* **Data shown**
// Copyright (c) 2025 - Cowboy AI, Inc.
//! Cluster - the root aggregate of the composition engine
//!
//! A cluster owns an ordered set of [`NodeGroup`]s plus the three variable
//! provisioner registries, and turns them into a [`Composition`].
//!
//! # Compose pipeline
//!
//! ```text
//! NodeGroups ──expand──> Nodes ──aggregate──> AnsibleGroups
//!                                                  │
//!                        context vars <────────────┤
//!                        group vars   <────────────┤
//!                        host vars    <────────────┤
//!                        inventory    <── filter ──┘
//! ```
//!
//! # Example
//!
//! ```rust
//! use cluster_compose::{Cluster, MultimachineFilter};
//! use cluster_compose::domain::vars_from;
//! use serde_json::json;
//!
//! let mut cluster = Cluster::new("demo");
//! cluster.set_domain("example.com");
//! cluster
//!     .nodes(2, "web", |group| {
//!         group.ansible_groups = vec!["web".to_string()].into();
//!     })
//!     .unwrap();
//! cluster.add_group_vars("web", |_context, nodes| {
//!     vars_from(json!({ "replicas": nodes.len() }))
//! });
//!
//! let composition = cluster.compose(&MultimachineFilter::All).unwrap();
//! assert_eq!(composition.nodes[1].fqdn, "demo-web2.example.com");
//! assert_eq!(composition.group_vars["web"]["replicas"], 2);
//! ```

pub mod groups;
pub mod pipeline;
pub mod provisioners;

pub use groups::AnsibleGroups;
pub use provisioners::{GroupProvisioner, HostProvisioner, ProvisionerRegistry};

use tracing::{debug, info};

use crate::composition::Composition;
use crate::config::ClusterDefaults;
use crate::domain::{Node, NodeGroup, VarMap};
use crate::errors::{expression_message, ComposeError, ConfigurationError};
use crate::filter::MultimachineFilter;
use crate::inventory::Inventory;

/// A set of node groups and the provisioners that compute their variables
#[derive(Debug)]
pub struct Cluster {
    name: String,
    base_box: String,
    domain: String,
    node_groups: Vec<NodeGroup>,
    context_vars: ProvisionerRegistry<GroupProvisioner>,
    group_vars: ProvisionerRegistry<GroupProvisioner>,
    host_vars: ProvisionerRegistry<HostProvisioner>,
}

impl Cluster {
    /// Create a cluster using [`ClusterDefaults`]
    pub fn new(name: impl Into<String>) -> Self {
        Self::with_defaults(name, ClusterDefaults::default())
    }

    pub fn with_defaults(name: impl Into<String>, defaults: ClusterDefaults) -> Self {
        Self {
            name: name.into(),
            base_box: defaults.base_box,
            domain: defaults.domain,
            node_groups: Vec::new(),
            context_vars: ProvisionerRegistry::new(),
            group_vars: ProvisionerRegistry::new(),
            host_vars: ProvisionerRegistry::new(),
        }
    }

    /// Create a cluster and run a configuration block on it
    ///
    /// Any failure of the block, including a duplicate node group, is
    /// reported as [`ConfigurationError::ClusterInitialize`].
    pub fn configure<F>(name: impl Into<String>, configure: F) -> Result<Self, ConfigurationError>
    where
        F: FnOnce(&mut Cluster) -> anyhow::Result<()>,
    {
        let mut cluster = Self::new(name);
        configure(&mut cluster).map_err(|e| ConfigurationError::ClusterInitialize {
            cluster_name: cluster.name.clone(),
            message: expression_message(&e),
        })?;
        Ok(cluster)
    }

    pub fn name(&self) -> &str {
        &self.name
    }

    /// Default base box for node groups registered afterwards
    pub fn base_box(&self) -> &str {
        &self.base_box
    }

    pub fn set_box(&mut self, base_box: impl Into<String>) {
        self.base_box = base_box.into();
    }

    /// Network domain used to build node fqdns
    pub fn domain(&self) -> &str {
        &self.domain
    }

    pub fn set_domain(&mut self, domain: impl Into<String>) {
        self.domain = domain.into();
    }

    /// Register a group of `instances` nodes
    ///
    /// The group gets the default generators, then `configure` may override
    /// them. Registering an existing name fails and leaves the existing
    /// group untouched.
    pub fn nodes<F>(
        &mut self,
        instances: usize,
        name: impl Into<String>,
        configure: F,
    ) -> Result<&NodeGroup, ConfigurationError>
    where
        F: FnOnce(&mut NodeGroup),
    {
        let name = name.into();
        if self.node_group(&name).is_some() {
            return Err(ConfigurationError::DuplicateNodeGroup {
                cluster_name: self.name.clone(),
                group_name: name,
            });
        }

        let mut group = NodeGroup::new(self.node_groups.len(), instances, name, self.base_box.clone());
        configure(&mut group);
        debug!(
            cluster = %self.name,
            group = %group.name(),
            uid = group.uid(),
            instances,
            "Registered node group"
        );

        self.node_groups.push(group);
        Ok(&self.node_groups[self.node_groups.len() - 1])
    }

    pub fn node_group(&self, name: &str) -> Option<&NodeGroup> {
        self.node_groups.iter().find(|group| group.name() == name)
    }

    /// Node groups in registration order
    pub fn node_groups(&self) -> &[NodeGroup] {
        &self.node_groups
    }

    /// Add a context vars provisioner for `ansible_group`
    pub fn add_context_vars<F>(&mut self, ansible_group: impl Into<String>, provisioner: F)
    where
        F: Fn(&VarMap, &[&Node]) -> anyhow::Result<VarMap> + 'static,
    {
        self.context_vars.register(ansible_group, Box::new(provisioner));
    }

    /// Add a group vars provisioner for `ansible_group`
    pub fn add_group_vars<F>(&mut self, ansible_group: impl Into<String>, provisioner: F)
    where
        F: Fn(&VarMap, &[&Node]) -> anyhow::Result<VarMap> + 'static,
    {
        self.group_vars.register(ansible_group, Box::new(provisioner));
    }

    /// Add a host vars provisioner for members of `ansible_group`
    pub fn add_host_vars<F>(&mut self, ansible_group: impl Into<String>, provisioner: F)
    where
        F: Fn(&VarMap, &Node) -> anyhow::Result<VarMap> + 'static,
    {
        self.host_vars.register(ansible_group, Box::new(provisioner));
    }

    pub fn context_vars(&self) -> &ProvisionerRegistry<GroupProvisioner> {
        &self.context_vars
    }

    pub fn group_vars(&self) -> &ProvisionerRegistry<GroupProvisioner> {
        &self.group_vars
    }

    pub fn host_vars(&self) -> &ProvisionerRegistry<HostProvisioner> {
        &self.host_vars
    }

    /// Expand node groups and resolve variables
    ///
    /// `filter` only narrows the inventory; every node is expanded and every
    /// variable map is computed regardless of it.
    pub fn compose(&self, filter: &MultimachineFilter) -> Result<Composition, ComposeError> {
        info!(cluster = %self.name, groups = self.node_groups.len(), "Composing cluster");

        let nodes = self.materialize_nodes()?;
        let groups = AnsibleGroups::aggregate(&nodes);
        debug!(nodes = nodes.len(), ansible_groups = groups.len(), "Nodes aggregated");

        let context = pipeline::resolve_context(&groups, &self.context_vars)?;
        let group_vars = pipeline::resolve_group_vars(&groups, &self.group_vars, &context)?;
        let host_vars = pipeline::resolve_host_vars(&nodes, &self.host_vars, &context)?;
        let inventory = Inventory::project(&groups, filter);

        info!(
            cluster = %self.name,
            nodes = nodes.len(),
            group_vars = group_vars.len(),
            host_vars = host_vars.len(),
            "Cluster composed"
        );

        Ok(Composition {
            cluster_name: self.name.clone(),
            multimachine_filter: filter.to_string(),
            nodes,
            inventory,
            context,
            group_vars,
            host_vars,
        })
    }

    fn materialize_nodes(&self) -> Result<Vec<Node>, ComposeError> {
        let mut nodes = Vec::new();
        for group in &self.node_groups {
            let expanded = group.compose(&self.name, &self.domain, nodes.len())?;
            nodes.extend(expanded);
        }
        Ok(nodes)
    }
}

* **Work required**
Read the listing above, then copy every line that includes the string "VarMap".

* **Your response**
use crate::domain::{Node, NodeGroup, VarMap};
        F: Fn(&VarMap, &[&Node]) -> anyhow::Result<VarMap> + 'static,
        F: Fn(&VarMap, &[&Node]) -> anyhow::Result<VarMap> + 'static,
        F: Fn(&VarMap, &Node) -> anyhow::Result<VarMap> + 'static,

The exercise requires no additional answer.